## DATA FOR PROCESSING
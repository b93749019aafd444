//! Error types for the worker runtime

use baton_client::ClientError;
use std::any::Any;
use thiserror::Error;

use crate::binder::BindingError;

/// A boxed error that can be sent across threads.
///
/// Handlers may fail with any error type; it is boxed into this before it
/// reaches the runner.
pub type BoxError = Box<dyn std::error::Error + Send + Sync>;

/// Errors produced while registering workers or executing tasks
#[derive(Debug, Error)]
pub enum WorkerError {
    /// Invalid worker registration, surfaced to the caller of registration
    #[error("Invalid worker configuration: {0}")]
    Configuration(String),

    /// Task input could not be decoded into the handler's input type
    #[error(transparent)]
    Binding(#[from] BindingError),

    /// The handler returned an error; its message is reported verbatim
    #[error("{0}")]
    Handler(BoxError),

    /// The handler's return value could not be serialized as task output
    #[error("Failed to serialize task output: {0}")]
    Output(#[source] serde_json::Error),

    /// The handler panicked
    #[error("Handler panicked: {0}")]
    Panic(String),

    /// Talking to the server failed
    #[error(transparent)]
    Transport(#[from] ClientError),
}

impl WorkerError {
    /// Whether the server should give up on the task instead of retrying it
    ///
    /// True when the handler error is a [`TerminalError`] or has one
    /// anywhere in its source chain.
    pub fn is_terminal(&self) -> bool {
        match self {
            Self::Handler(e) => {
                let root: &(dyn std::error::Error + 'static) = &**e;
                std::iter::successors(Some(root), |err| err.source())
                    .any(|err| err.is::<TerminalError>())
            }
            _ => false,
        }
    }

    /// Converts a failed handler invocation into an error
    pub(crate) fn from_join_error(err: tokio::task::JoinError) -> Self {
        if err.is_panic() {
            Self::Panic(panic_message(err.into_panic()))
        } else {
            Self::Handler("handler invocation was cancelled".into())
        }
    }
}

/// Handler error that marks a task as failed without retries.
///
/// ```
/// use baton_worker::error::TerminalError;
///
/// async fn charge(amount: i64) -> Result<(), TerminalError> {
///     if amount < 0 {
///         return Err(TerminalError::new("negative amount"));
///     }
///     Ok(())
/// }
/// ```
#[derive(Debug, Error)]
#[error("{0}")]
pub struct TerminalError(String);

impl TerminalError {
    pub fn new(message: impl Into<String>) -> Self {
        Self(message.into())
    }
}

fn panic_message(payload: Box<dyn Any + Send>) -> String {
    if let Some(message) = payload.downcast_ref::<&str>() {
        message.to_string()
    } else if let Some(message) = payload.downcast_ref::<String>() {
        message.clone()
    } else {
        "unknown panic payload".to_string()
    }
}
* * *
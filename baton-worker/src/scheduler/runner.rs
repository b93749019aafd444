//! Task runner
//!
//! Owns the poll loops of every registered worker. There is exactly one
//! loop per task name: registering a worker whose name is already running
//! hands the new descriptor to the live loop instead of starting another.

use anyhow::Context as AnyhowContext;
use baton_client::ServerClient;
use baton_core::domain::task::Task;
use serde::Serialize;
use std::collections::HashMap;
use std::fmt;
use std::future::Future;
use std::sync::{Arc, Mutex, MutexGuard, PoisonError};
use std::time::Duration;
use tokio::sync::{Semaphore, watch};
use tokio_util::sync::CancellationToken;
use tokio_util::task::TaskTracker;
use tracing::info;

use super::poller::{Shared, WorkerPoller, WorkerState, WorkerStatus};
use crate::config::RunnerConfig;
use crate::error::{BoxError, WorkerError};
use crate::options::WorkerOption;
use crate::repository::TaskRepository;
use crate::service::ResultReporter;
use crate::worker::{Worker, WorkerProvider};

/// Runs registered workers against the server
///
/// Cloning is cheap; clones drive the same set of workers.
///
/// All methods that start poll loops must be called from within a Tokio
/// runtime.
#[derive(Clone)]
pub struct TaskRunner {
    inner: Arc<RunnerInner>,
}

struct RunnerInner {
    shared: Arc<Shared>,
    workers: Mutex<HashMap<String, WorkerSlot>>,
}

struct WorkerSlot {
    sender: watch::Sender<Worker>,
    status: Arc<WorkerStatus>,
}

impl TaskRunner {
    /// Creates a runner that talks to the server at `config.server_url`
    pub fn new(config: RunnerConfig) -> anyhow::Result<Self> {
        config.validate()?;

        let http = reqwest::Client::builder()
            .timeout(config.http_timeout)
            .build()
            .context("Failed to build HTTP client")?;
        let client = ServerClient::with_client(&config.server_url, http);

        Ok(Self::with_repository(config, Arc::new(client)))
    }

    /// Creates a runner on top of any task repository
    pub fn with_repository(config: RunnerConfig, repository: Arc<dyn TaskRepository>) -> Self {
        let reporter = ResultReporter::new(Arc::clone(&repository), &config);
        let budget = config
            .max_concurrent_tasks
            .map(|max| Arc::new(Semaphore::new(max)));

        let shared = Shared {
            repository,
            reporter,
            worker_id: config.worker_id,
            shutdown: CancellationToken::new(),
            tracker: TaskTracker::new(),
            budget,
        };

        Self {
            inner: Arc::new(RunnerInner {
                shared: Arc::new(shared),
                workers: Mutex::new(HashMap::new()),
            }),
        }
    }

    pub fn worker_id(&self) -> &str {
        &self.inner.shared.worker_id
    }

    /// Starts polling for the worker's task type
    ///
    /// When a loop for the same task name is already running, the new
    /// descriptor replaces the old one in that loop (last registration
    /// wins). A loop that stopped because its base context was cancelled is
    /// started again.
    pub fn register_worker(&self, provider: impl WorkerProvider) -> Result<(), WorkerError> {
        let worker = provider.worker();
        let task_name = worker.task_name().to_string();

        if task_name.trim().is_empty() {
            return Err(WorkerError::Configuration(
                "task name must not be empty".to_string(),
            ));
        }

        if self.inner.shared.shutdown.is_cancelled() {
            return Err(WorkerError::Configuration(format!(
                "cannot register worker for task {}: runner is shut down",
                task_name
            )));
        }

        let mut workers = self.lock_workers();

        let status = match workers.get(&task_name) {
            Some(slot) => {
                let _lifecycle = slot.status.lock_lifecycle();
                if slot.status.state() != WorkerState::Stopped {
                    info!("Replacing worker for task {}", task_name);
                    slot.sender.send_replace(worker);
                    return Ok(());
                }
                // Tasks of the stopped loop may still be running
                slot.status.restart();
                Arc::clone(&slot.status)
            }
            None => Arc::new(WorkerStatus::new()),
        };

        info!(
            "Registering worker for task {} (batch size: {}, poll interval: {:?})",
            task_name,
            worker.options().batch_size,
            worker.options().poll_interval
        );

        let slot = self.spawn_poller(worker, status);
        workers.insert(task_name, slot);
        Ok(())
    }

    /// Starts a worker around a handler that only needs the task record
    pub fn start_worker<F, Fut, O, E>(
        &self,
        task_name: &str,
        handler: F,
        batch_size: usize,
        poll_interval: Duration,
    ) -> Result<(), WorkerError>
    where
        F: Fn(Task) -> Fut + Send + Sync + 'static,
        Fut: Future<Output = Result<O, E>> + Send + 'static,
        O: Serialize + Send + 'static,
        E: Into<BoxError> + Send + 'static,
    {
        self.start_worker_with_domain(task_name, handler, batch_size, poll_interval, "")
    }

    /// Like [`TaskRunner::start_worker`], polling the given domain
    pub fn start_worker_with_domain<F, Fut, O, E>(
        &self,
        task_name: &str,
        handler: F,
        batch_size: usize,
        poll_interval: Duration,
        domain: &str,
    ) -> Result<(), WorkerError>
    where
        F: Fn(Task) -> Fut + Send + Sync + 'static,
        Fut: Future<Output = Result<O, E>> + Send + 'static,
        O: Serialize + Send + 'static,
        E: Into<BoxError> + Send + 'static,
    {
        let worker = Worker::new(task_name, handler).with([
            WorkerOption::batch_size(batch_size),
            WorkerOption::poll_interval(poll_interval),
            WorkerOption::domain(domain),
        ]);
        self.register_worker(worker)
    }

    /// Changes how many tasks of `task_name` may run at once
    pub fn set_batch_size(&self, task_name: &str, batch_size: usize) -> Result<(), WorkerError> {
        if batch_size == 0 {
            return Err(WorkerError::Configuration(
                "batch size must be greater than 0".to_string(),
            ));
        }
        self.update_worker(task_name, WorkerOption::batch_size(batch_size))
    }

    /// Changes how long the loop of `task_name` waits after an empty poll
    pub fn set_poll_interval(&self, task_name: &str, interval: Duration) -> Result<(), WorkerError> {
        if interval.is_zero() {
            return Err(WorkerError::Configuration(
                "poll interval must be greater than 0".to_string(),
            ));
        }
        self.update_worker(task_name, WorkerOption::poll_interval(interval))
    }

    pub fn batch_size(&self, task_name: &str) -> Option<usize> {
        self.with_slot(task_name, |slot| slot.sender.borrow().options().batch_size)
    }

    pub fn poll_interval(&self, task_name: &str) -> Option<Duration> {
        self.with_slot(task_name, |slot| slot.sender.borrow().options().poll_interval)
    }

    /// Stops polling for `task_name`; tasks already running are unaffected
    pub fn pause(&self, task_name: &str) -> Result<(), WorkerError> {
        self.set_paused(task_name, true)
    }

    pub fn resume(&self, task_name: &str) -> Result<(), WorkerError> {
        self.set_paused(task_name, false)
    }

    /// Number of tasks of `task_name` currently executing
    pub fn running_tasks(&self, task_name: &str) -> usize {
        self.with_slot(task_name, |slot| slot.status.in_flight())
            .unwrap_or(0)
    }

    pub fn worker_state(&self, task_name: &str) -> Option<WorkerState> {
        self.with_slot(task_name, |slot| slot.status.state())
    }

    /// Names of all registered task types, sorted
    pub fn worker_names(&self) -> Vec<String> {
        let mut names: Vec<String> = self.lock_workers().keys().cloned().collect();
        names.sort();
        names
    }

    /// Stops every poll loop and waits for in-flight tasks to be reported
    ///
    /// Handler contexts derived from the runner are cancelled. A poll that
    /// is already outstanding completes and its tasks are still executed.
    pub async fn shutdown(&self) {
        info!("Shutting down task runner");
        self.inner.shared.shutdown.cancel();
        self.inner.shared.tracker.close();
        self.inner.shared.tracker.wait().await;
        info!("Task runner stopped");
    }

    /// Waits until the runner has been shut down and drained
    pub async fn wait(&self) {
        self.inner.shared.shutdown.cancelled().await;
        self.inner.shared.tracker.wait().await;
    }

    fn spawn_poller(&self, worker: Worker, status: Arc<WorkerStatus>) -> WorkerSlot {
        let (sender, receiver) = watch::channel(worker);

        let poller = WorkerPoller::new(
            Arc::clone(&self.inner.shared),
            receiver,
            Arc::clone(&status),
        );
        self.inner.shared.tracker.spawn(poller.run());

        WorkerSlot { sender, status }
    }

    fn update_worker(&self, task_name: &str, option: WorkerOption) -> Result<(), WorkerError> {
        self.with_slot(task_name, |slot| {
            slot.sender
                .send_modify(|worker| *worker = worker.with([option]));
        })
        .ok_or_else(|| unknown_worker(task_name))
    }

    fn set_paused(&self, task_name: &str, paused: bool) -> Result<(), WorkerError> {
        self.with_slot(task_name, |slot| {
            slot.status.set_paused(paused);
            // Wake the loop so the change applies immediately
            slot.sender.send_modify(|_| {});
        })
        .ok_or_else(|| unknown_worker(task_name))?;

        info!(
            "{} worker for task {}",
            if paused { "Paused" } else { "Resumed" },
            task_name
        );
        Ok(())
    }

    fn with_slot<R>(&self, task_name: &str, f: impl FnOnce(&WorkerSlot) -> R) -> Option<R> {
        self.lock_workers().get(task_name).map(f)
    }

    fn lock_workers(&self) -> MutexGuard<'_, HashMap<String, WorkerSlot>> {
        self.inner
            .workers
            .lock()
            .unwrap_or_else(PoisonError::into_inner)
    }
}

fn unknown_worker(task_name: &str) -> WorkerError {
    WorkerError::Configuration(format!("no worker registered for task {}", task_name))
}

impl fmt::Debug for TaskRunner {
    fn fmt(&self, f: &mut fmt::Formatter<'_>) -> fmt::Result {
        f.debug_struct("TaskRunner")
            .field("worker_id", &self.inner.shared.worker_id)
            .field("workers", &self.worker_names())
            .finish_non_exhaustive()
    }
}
--
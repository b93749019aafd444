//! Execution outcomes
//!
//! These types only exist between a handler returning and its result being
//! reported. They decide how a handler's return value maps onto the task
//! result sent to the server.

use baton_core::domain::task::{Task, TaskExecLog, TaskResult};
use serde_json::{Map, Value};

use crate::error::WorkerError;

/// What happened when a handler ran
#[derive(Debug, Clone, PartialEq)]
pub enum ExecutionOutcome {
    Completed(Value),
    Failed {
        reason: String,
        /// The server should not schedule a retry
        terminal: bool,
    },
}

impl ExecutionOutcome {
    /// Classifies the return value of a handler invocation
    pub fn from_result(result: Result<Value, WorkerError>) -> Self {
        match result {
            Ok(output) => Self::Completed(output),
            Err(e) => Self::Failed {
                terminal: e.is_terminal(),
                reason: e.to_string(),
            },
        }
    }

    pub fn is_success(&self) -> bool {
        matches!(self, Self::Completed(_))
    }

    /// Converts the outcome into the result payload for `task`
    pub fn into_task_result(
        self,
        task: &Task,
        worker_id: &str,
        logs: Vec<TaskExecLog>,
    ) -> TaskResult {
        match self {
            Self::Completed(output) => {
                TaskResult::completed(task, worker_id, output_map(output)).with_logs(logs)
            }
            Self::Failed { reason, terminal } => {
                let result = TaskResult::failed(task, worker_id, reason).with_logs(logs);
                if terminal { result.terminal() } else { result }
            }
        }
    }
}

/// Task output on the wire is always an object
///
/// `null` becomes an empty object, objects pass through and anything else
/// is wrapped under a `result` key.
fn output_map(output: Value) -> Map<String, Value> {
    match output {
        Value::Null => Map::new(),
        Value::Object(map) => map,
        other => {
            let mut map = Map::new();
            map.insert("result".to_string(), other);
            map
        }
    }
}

## TASK DETAILS
As the answer, set down only the lines from the data above between the one holding "return Ok(());" and the one holding "run at once", inclusive, exactly as they read.

## RESULT FOR THIS TASK
                    return Ok(());
                }
                // Tasks of the stopped loop may still be running
                slot.status.restart();
                Arc::clone(&slot.status)
            }
            None => Arc::new(WorkerStatus::new()),
        };

        info!(
            "Registering worker for task {} (batch size: {}, poll interval: {:?})",
            task_name,
            worker.options().batch_size,
            worker.options().poll_interval
        );

        let slot = self.spawn_poller(worker, status);
        workers.insert(task_name, slot);
        Ok(())
    }

    /// Starts a worker around a handler that only needs the task record
    pub fn start_worker<F, Fut, O, E>(
        &self,
        task_name: &str,
        handler: F,
        batch_size: usize,
        poll_interval: Duration,
    ) -> Result<(), WorkerError>
    where
        F: Fn(Task) -> Fut + Send + Sync + 'static,
        Fut: Future<Output = Result<O, E>> + Send + 'static,
        O: Serialize + Send + 'static,
        E: Into<BoxError> + Send + 'static,
    {
        self.start_worker_with_domain(task_name, handler, batch_size, poll_interval, "")
    }

    /// Like [`TaskRunner::start_worker`], polling the given domain
    pub fn start_worker_with_domain<F, Fut, O, E>(
        &self,
        task_name: &str,
        handler: F,
        batch_size: usize,
        poll_interval: Duration,
        domain: &str,
    ) -> Result<(), WorkerError>
    where
        F: Fn(Task) -> Fut + Send + Sync + 'static,
        Fut: Future<Output = Result<O, E>> + Send + 'static,
        O: Serialize + Send + 'static,
        E: Into<BoxError> + Send + 'static,
    {
        let worker = Worker::new(task_name, handler).with([
            WorkerOption::batch_size(batch_size),
            WorkerOption::poll_interval(poll_interval),
            WorkerOption::domain(domain),
        ]);
        self.register_worker(worker)
    }

    /// Changes how many tasks of `task_name` may run at once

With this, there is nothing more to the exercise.